[Stored entries]
□ □ □

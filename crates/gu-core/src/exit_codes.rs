//! Exit codes for the gu-core CLI.
//!
//! Exit code ranges:
//! - 0-4: Operational outcomes (parse outcome from code, not output)
//! - 10-19: User/environment errors (recoverable by user action)
//! - 20-29: Internal errors

use gu_common::{Error, ErrorCategory};

/// Exit codes for gu-core operations.
///
/// These codes are a stable contract for supervisors and installers.
#[derive(Debug, Clone, Copy, PartialEq, Eq)]
#[repr(i32)]
pub enum ExitCode {
    // Operational outcomes (0-4)
    /// Session succeeded, nothing pending, or restore completed.
    Clean = 0,
    /// Update session aborted; in-process rollback ran.
    Aborted = 1,
    /// The failure flag is raised; a restore must run first.
    RecoveryPending = 2,
    /// The supervised target exited abnormally; failure flag raised.
    TargetCrashed = 3,
    /// A restore attempt failed; the flag stays in-restore for a retry.
    RestoreFailed = 4,

    // User / environment errors (10-19)
    /// Invalid arguments.
    ArgsError = 10,
    /// Config file missing, unreadable, or invalid.
    ConfigError = 11,
    /// Permission denied.
    PermissionError = 12,
    /// Host platform has no strategy.
    PlatformError = 13,
    /// Lock contention (another session, watchdog, or restore holds it).
    LockError = 14,

    // Internal errors (20-29)
    /// Internal error (bug).
    InternalError = 20,
    /// I/O error.
    IoError = 21,
}

impl ExitCode {
    pub fn as_i32(self) -> i32 {
        self as i32
    }

    pub fn is_success(self) -> bool {
        matches!(self, ExitCode::Clean)
    }

    /// Codes 0-4 describe outcomes, not faults of the invocation.
    pub fn is_operational(self) -> bool {
        (0..=4).contains(&self.as_i32())
    }

    pub fn is_user_error(self) -> bool {
        (10..=19).contains(&self.as_i32())
    }

    pub fn is_internal_error(self) -> bool {
        (20..=29).contains(&self.as_i32())
    }

    pub fn code_name(&self) -> &'static str {
        match self {
            ExitCode::Clean => "OK_CLEAN",
            ExitCode::Aborted => "OK_ABORTED",
            ExitCode::RecoveryPending => "OK_RECOVERY_PENDING",
            ExitCode::TargetCrashed => "OK_TARGET_CRASHED",
            ExitCode::RestoreFailed => "ERR_RESTORE_FAILED",
            ExitCode::ArgsError => "ERR_ARGS",
            ExitCode::ConfigError => "ERR_CONFIG",
            ExitCode::PermissionError => "ERR_PERMISSION",
            ExitCode::PlatformError => "ERR_PLATFORM",
            ExitCode::LockError => "ERR_LOCK",
            ExitCode::InternalError => "ERR_INTERNAL",
            ExitCode::IoError => "ERR_IO",
        }
    }

    /// Map a library error onto the CLI contract.
    pub fn for_error(error: &Error) -> Self {
        match error {
            Error::UnsupportedPlatform(_) => ExitCode::PlatformError,
            Error::LockUnavailable(_) | Error::AlreadyMonitored { .. } => ExitCode::LockError,
            Error::RecoveryPending { .. } => ExitCode::RecoveryPending,
            Error::TargetCrash { .. } => ExitCode::TargetCrashed,
            Error::Undo(_) => ExitCode::RestoreFailed,
            Error::PermissionDenied { .. } => ExitCode::PermissionError,
            Error::Io(_) => ExitCode::IoError,
            Error::ProcessNotFound { .. } => ExitCode::ArgsError,
            other => match other.category() {
                ErrorCategory::Config => ExitCode::ConfigError,
                ErrorCategory::Io => ExitCode::IoError,
                _ => ExitCode::InternalError,
            },
        }
    }
}

impl From<ExitCode> for i32 {
    fn from(code: ExitCode) -> Self {
        code.as_i32()
    }
}

impl std::fmt::Display for ExitCode {
    fn fmt(&self, f: &mut std::fmt::Formatter<'_>) -> std::fmt::Result {
        write!(f, "{} ({})", self.code_name(), self.as_i32())
    }
}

□ □ □

_YOUR TASK:_ Nothing but the lines from the beginning of the records through the line with "in-process rollback ran." should appear, each printed exactly.

_EXERCISE RESULT:_
filename crates/gu-core/src/exit_codes.rs
//! Exit codes for the gu-core CLI.
//!
//! Exit code ranges:
//! - 0-4: Operational outcomes (parse outcome from code, not output)
//! - 10-19: User/environment errors (recoverable by user action)
//! - 20-29: Internal errors

use gu_common::{Error, ErrorCategory};

/// Exit codes for gu-core operations.
///
/// These codes are a stable contract for supervisors and installers.
#[derive(Debug, Clone, Copy, PartialEq, Eq)]
#[repr(i32)]
pub enum ExitCode {
    // Operational outcomes (0-4)
    /// Session succeeded, nothing pending, or restore completed.
    Clean = 0,
    /// Update session aborted; in-process rollback ran.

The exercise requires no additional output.